Investment in the local parish fabric was not confined to the larger towns. In the village of St Neot, snug in its valley sheltered from the north and west by the moors, the church was rebuilt in the 1420s. Later, in the early 1500s, stained glass windows were put into the aisles, paid for by prominent local families and local guilds or groups. The windows tell the stories of Noah, the creation and the fall from paradise as well as recounting the more local legend of St Neot.

What makes St Neot unusual is the survival of its windows. In Protestant and Puritan thinking, stained glass windows, ornate statues and decorative commemorations of local saints were a mere distraction from the Word of God, as written in the Holy Bible. Instead, the best context for spirituality was a simple one, freed from the superstitious mumbo-jumbo of a previous age. Crosses were beheaded, statues destroyed and windows smashed, especially in the mid-seventeenth century when religious anxieties were at their height. But St Neot’s windows were hidden under whitewash until the storm had passed, eventually undergoing a major restoration in the calmer 1820s.
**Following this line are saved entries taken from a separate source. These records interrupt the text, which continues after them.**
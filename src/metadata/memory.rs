//! In-process video store

use super::{MetadataError, VideoRecord, VideoStore};
use async_trait::async_trait;
use dashmap::DashMap;
use std::path::Path;
use uuid::Uuid;

/// Video store backed by a concurrent map
#[derive(Debug, Default)]
pub struct MemoryVideoStore {
    videos: DashMap<Uuid, VideoRecord>,
}

impl MemoryVideoStore {
    pub fn new() -> Self {
        Self::default()
    }

    /// Load records from a JSON array file
    ///
    /// Returns the number of records loaded.
    pub fn load_seed<P: AsRef<Path>>(&self, path: P) -> Result<usize, MetadataError> {
        let content = std::fs::read_to_string(path)?;
        let records: Vec<VideoRecord> = serde_json::from_str(&content)?;
        let count = records.len();
        for record in records {
            self.insert(record);
        }
        Ok(count)
    }

    /// Insert or replace a record
    pub fn insert(&self, video: VideoRecord) {
        self.videos.insert(video.id, video);
    }

    pub fn len(&self) -> usize {
        self.videos.len()
    }

    pub fn is_empty(&self) -> bool {
        self.videos.is_empty()
    }
}

#[async_trait]
impl VideoStore for MemoryVideoStore {
    async fn get_video(&self, id: Uuid) -> Result<Option<VideoRecord>, MetadataError> {
        Ok(self.videos.get(&id).map(|entry| entry.value().clone()))
    }

    async fn update_video(&self, video: &VideoRecord) -> Result<(), MetadataError> {
        match self.videos.get_mut(&video.id) {
            Some(mut entry) => {
                *entry = video.clone();
                Ok(())
            }
            None => Err(MetadataError::NotFound(video.id)),
        }
    }
}

#[cfg(test)]
mod tests {
    use super::*;
    use std::io::Write;

    #[tokio::test]
    async fn test_get_missing_video() {
        let store = MemoryVideoStore::new();
        assert!(store.get_video(Uuid::new_v4()).await.unwrap().is_none());
    }

    #[tokio::test]
    async fn test_update_existing_video() {
        let store = MemoryVideoStore::new();
        let mut video = VideoRecord::new(Uuid::new_v4(), "clip");
        store.insert(video.clone());

        video.video_url = Some("https://example.com/v.mp4".into());
        store.update_video(&video).await.unwrap();

        let stored = store.get_video(video.id).await.unwrap().unwrap();
        assert_eq!(stored.video_url.as_deref(), Some("https://example.com/v.mp4"));
    }

    #[tokio::test]
    async fn test_update_unknown_video_fails() {
        let store = MemoryVideoStore::new();
        let video = VideoRecord::new(Uuid::new_v4(), "ghost");
        assert!(matches!(
            store.update_video(&video).await,
            Err(MetadataError::NotFound(id)) if id == video.id
        ));
        assert!(store.is_empty());
    }

    #[test]
    fn test_load_seed() {
        let videos = vec![
            VideoRecord::new(Uuid::new_v4(), "one"),
            VideoRecord::new(Uuid::new_v4(), "two"),
        ];
        let mut file = tempfile::NamedTempFile::new().unwrap();
        file.write_all(serde_json::to_string(&videos).unwrap().as_bytes())
            .unwrap();

        let store = MemoryVideoStore::new();
        assert_eq!(store.load_seed(file.path()).unwrap(), 2);
        assert_eq!(store.len(), 2);
    }

    #[test]
    fn test_load_seed_rejects_garbage() {
        let mut file = tempfile::NamedTempFile::new().unwrap();
        file.write_all(b"{not json").unwrap();

        let store = MemoryVideoStore::new();
        assert!(matches!(
            store.load_seed(file.path()),
            Err(MetadataError::SeedError(_))
        ));
    }
}
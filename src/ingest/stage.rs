//! Ingest stage tracking

use crate::metrics;
use std::fmt;
use std::time::Instant;

/// Pipeline stages, in the order they are reached
#[derive(Debug, Clone, Copy, PartialEq, Eq, PartialOrd, Ord, Hash)]
pub enum IngestStage {
    Received,
    Staged,
    Probed,
    Classified,
    Remuxed,
    KeyAssigned,
    Uploaded,
    Committed,
}

impl IngestStage {
    pub fn as_str(&self) -> &'static str {
        match self {
            IngestStage::Received => "received",
            IngestStage::Staged => "staged",
            IngestStage::Probed => "probed",
            IngestStage::Classified => "classified",
            IngestStage::Remuxed => "remuxed",
            IngestStage::KeyAssigned => "key_assigned",
            IngestStage::Uploaded => "uploaded",
            IngestStage::Committed => "committed",
        }
    }

    /// The stage after this one; `None` for [`IngestStage::Committed`]
    pub fn next(&self) -> Option<IngestStage> {
        match self {
            IngestStage::Received => Some(IngestStage::Staged),
            IngestStage::Staged => Some(IngestStage::Probed),
            IngestStage::Probed => Some(IngestStage::Classified),
            IngestStage::Classified => Some(IngestStage::Remuxed),
            IngestStage::Remuxed => Some(IngestStage::KeyAssigned),
            IngestStage::KeyAssigned => Some(IngestStage::Uploaded),
            IngestStage::Uploaded => Some(IngestStage::Committed),
            IngestStage::Committed => None,
        }
    }
}

impl fmt::Display for IngestStage {
    fn fmt(&self, f: &mut fmt::Formatter<'_>) -> fmt::Result {
        f.write_str(self.as_str())
    }
}

/// Where a request stands
#[derive(Debug, Clone, Copy, PartialEq, Eq)]
pub enum IngestState {
    At(IngestStage),
    /// Terminal; `stage` is the last stage reached before the failure
    Failed {
        stage: IngestStage,
        kind: &'static str,
    },
}

/// Forward-only state machine for one request.
///
/// Each transition observes the time since the previous one in the
/// per-stage duration histogram.
#[derive(Debug)]
pub struct StageTracker {
    state: IngestState,
    entered_at: Instant,
}

impl StageTracker {
    pub fn new() -> Self {
        Self {
            state: IngestState::At(IngestStage::Received),
            entered_at: Instant::now(),
        }
    }

    pub fn state(&self) -> IngestState {
        self.state
    }

    /// Last stage reached, failed or not
    pub fn stage(&self) -> IngestStage {
        match self.state {
            IngestState::At(stage) | IngestState::Failed { stage, .. } => stage,
        }
    }

    /// Move to the next stage.
    ///
    /// Returns `false` and leaves the state untouched if `stage` does not
    /// directly follow the current one or the tracker has failed.
    pub fn advance(&mut self, stage: IngestStage) -> bool {
        match self.state {
            IngestState::At(current) if current.next() == Some(stage) => {
                self.state = IngestState::At(stage);
                metrics::record_stage_duration(
                    stage.as_str(),
                    self.entered_at.elapsed().as_secs_f64(),
                );
                self.entered_at = Instant::now();
                tracing::Span::current().record("ingest.stage", stage.as_str());
                tracing::debug!(stage = stage.as_str(), "ingest stage reached");
                true
            }
            _ => {
                tracing::warn!(
                    from = ?self.state,
                    to = stage.as_str(),
                    "ignored out-of-order ingest stage transition"
                );
                false
            }
        }
    }

    /// Enter the terminal failed state
    pub fn fail(&mut self, kind: &'static str) -> IngestState {
        self.state = IngestState::Failed {
            stage: self.stage(),
            kind,
        };
        self.state
    }

    pub fn is_committed(&self) -> bool {
        self.state == IngestState::At(IngestStage::Committed)
    }
}

impl Default for StageTracker {
    fn default() -> Self {
        Self::new()
    }
}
One of the windows restored in the 19th century

2 thoughts on “St Neot church windows

  1. Love the windows in St. Neot and how wonderful they have survived.

    I would really like to know when churches in Cornwall were founded. For example, do you have data on when Warleggan church could have been founded? Are we talking in some cases of 700s, 800s? Or were all churches later? Warleggan Church is built on a round graveyard which I understand is a Celtic feature, but when would such a graveyard have been established? In the case of Warleggan the graveyard is a really substantial raised structure (at least 2 metres high) which must have taken loads of work to build and to fill with earth etc. It ebbs into a field at the back but is mostly raised.

    Cardinham graveyard is also partly raised quite high on one side but not all.

    I have of course a particular interest in Warleggan but would like to know more generally as well.

    Also, sorry, finally, Warleggan is dedicated to St. Bartholomew but when would such a designation have taken place? Isn’t it possible that a church type structure to enable worship may have been established well over a millennia ago then someone thought St. Barts would be an appropriate saint?